Regular Expression and python to split lines but keep first identifier for all new lines-CodePudding

I have input csv that looks like this (two columns, separated by "|"):

group_1|{""id"":1,""name"":""name_here"":[{""field_1"":""xx"",""value"":""""},{""field_2"":...}]},{""id"":2,""name"":""name_here"":[{""field_1"":""xx"",""value"":""""},{""field_2"":...}]}
group_2|{""id"":5,""name"":""name_here"":[{""field_1"":""xx"",""value"":""""},{""field_2"":...}]}

And want to get output like this:

group_1|{""id"":1,""name"":""name_here"":[{""field_1"":""xx"",""value"":""""},{""field_2"":...}]}
group_1|{""id"":2,""name"":""name_here"":[{""field_1"":""xx"",""value"":""""},{""field_2"":...}]}
group_2|{""id"":5,""name"":""name_here"":[{""field_1"":""xx"",""value"":""""},{""field_2"":...}]}

My usual solution and why it wouldn't work now:

Before I would have used notepad for regex, searched for ({""id"") and replaced with \|\r\n\1. After this I would have imported the file to Excel to fill down the "group_x" for each empty cell on that column (like this). But my problem is that I have a huge file (several gigabytes large) and this method would just freeze my pc. Im sure Excel cannot even handle that many rows (several million rows). So I was hopping that someone could point me in the right direction. Perhaps using python script with regular expression? This would be especially useful because I have a basic undestanding of these tools and will need to do several regex transformations after this first big one, and could then incorporate it into the same script. But I will be GRATEFUL for any kind of help. Thank you in advance.

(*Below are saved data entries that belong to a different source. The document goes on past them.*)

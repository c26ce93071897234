//! Mobile-load payout outlet lookup by phone number.

use std::fmt;

use serde_json::Value;
use tracing::debug;

use crate::error::CoinsError;
use crate::rest::CoinsRestClient;
use crate::rest::endpoints::{items, v3};
use crate::rest::query::Filters;
use crate::rest::resources::listing;

/// Philippine mobile network operators that Coins.ph loads through a payout outlet.
#[derive(Debug, Clone, Copy, PartialEq, Eq, Hash)]
pub enum Carrier {
    /// Globe Telecom, including TM
    Globe,
    /// Smart Communications, including TNT
    Smart,
    /// Sun Cellular
    Sun,
}

// Three-digit network prefixes, after the leading `0`/`+63`.
const GLOBE_PREFIXES: &[&str] = &[
    "817", "905", "906", "915", "916", "917", "926", "927", "935", "936", "937", "945", "953",
    "954", "955", "956", "965", "966", "967", "975", "976", "977", "978", "979", "995", "996",
    "997",
];
const SMART_PREFIXES: &[&str] = &[
    "813", "907", "908", "909", "910", "911", "912", "913", "914", "918", "919", "920", "921",
    "928", "929", "930", "938", "939", "946", "947", "948", "949", "950", "951", "961", "998",
    "999",
];
const SUN_PREFIXES: &[&str] = &[
    "922", "923", "924", "925", "931", "932", "933", "934", "940", "941", "942", "943", "944",
    "973", "974",
];

impl Carrier {
    /// Outlet id fragment of the carrier, as used by the payout-outlets endpoint.
    pub fn as_str(self) -> &'static str {
        match self {
            Carrier::Globe => "globe",
            Carrier::Smart => "smart",
            Carrier::Sun => "sun",
        }
    }

    /// Identify the carrier of a Philippine mobile number.
    ///
    /// Accepts `09XXXXXXXXX`, `+639XXXXXXXXX`, `639XXXXXXXXX` and `9XXXXXXXXX`,
    /// with optional spaces, dashes or parentheses.
    ///
    /// ```
    /// use coinsph_api_client::rest::Carrier;
    ///
    /// assert_eq!(Carrier::from_phone_number("+63 917 123 4567").unwrap(), Carrier::Globe);
    /// assert!(Carrier::from_phone_number("12345").is_err());
    /// ```
    pub fn from_phone_number(phone_number: &str) -> Result<Self, CoinsError> {
        let invalid = || CoinsError::InvalidPhoneNumber(phone_number.to_string());

        let compact: String = phone_number
            .chars()
            .filter(|c| !matches!(c, ' ' | '-' | '(' | ')'))
            .collect();
        let digits = compact.strip_prefix('+').unwrap_or(&compact);
        if digits.is_empty() || !digits.bytes().all(|b| b.is_ascii_digit()) {
            return Err(invalid());
        }

        let subscriber = match digits.len() {
            12 => digits.strip_prefix("63"),
            11 => digits.strip_prefix('0'),
            10 => Some(digits),
            _ => None,
        }
        .filter(|s| s.starts_with('9') || s.starts_with('8'))
        .ok_or_else(invalid)?;

        let prefix = &subscriber[..3];
        if GLOBE_PREFIXES.contains(&prefix) {
            Ok(Carrier::Globe)
        } else if SMART_PREFIXES.contains(&prefix) {
            Ok(Carrier::Smart)
        } else if SUN_PREFIXES.contains(&prefix) {
            Ok(Carrier::Sun)
        } else {
            Err(invalid())
        }
    }
}

impl fmt::Display for Carrier {
    fn fmt(&self, f: &mut fmt::Formatter<'_>) -> fmt::Result {
        f.write_str(self.as_str())
    }
}

impl CoinsRestClient {
    /// Look up the payout outlet that loads a mobile number.
    ///
    /// The number is mapped to its carrier locally, so an unrecognized number
    /// fails with [`CoinsError::InvalidPhoneNumber`] before any request is
    /// sent. The outlet listing is then queried for the carrier and only the
    /// outlets whose id names it are kept; other top-level keys pass through.
    pub async fn fetch_outlet_data(&self, phone_number: &str) -> Result<Value, CoinsError> {
        let carrier = Carrier::from_phone_number(phone_number)?;
        debug!(%carrier, "resolved payout outlet carrier");

        let filters = Filters::new().with("q", carrier);
        let query = listing(self.base_url(), v3::PAYOUT_OUTLETS, None, &filters);
        let mut body: Value = self.get_json(query.to_url()?).await?;

        if let Some(outlets) = body
            .get_mut(items::PAYOUT_OUTLETS)
            .and_then(Value::as_array_mut)
        {
            outlets.retain(|outlet| {
                outlet
                    .get("id")
                    .and_then(Value::as_str)
                    .is_some_and(|id| id.contains(carrier.as_str()))
            });
        }
        Ok(body)
    }
}

#[cfg(test)]
mod tests {
    use super::*;

    #[test]
    fn test_carrier_from_common_formats() {
        assert_eq!(Carrier::from_phone_number("09171234567").unwrap(), Carrier::Globe);
        assert_eq!(Carrier::from_phone_number("+639181234567").unwrap(), Carrier::Smart);
        assert_eq!(Carrier::from_phone_number("639221234567").unwrap(), Carrier::Sun);
        assert_eq!(Carrier::from_phone_number("9991234567").unwrap(), Carrier::Smart);
        assert_eq!(Carrier::from_phone_number("0932-123-4567").unwrap(), Carrier::Sun);
        assert_eq!(Carrier::from_phone_number("(0917) 123 4567").unwrap(), Carrier::Globe);
    }

    #[test]
    fn test_carrier_rejects_unknown_numbers() {
        for number in ["", "12345", "0917123456a", "09011234567", "02 8123 4567", "+1 917 123 4567"] {
            match Carrier::from_phone_number(number) {
                Err(CoinsError::InvalidPhoneNumber(raw)) => assert_eq!(raw, number),
                other => panic!("{number:?} gave {other:?}"),
            }
        }
    }

    #[test]
    fn test_prefix_tables_do_not_overlap() {
        for prefix in GLOBE_PREFIXES {
            assert!(!SMART_PREFIXES.contains(prefix), "{prefix}");
            assert!(!SUN_PREFIXES.contains(prefix), "{prefix}");
        }
        for prefix in SMART_PREFIXES {
            assert!(!SUN_PREFIXES.contains(prefix), "{prefix}");
        }
    }

    #[test]
    fn test_carrier_display() {
        assert_eq!(Carrier::Sun.to_string(), "sun");
    }
}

CodePudding user response：

Try this

import csv
import re

# Output CSV file
outfile = open('out.csv', 'w')
writer = csv.writer(outfile)

# Open the input CSV and process it
with open("in.csv", "r") as f:
    # Read line by line, for large file processing
    line = f.readline()
    while line:
        # Process the line
        _id, data = line.strip().split('|')  # Split the line into id and csv rows
        
        # Split and make the data into a list of columns - using regex 
        data = [r.strip(",") for r in re.sub('{""id""', '\n{""id""', data).split("\n") if r]
        # Create a new row, with same id for every column groups
        new_row = [[_id, d] for d in data]
        # Write the new row to the output CSV
        writer.writerows(new_row)
        # Read next line
        line = f.readline()

I hope the comments are enough to understand the code.

CodePudding user response：

Well .. reading a row by row is sound like a non-developer way to solve this problem. However, I think it is intuitive to treat this.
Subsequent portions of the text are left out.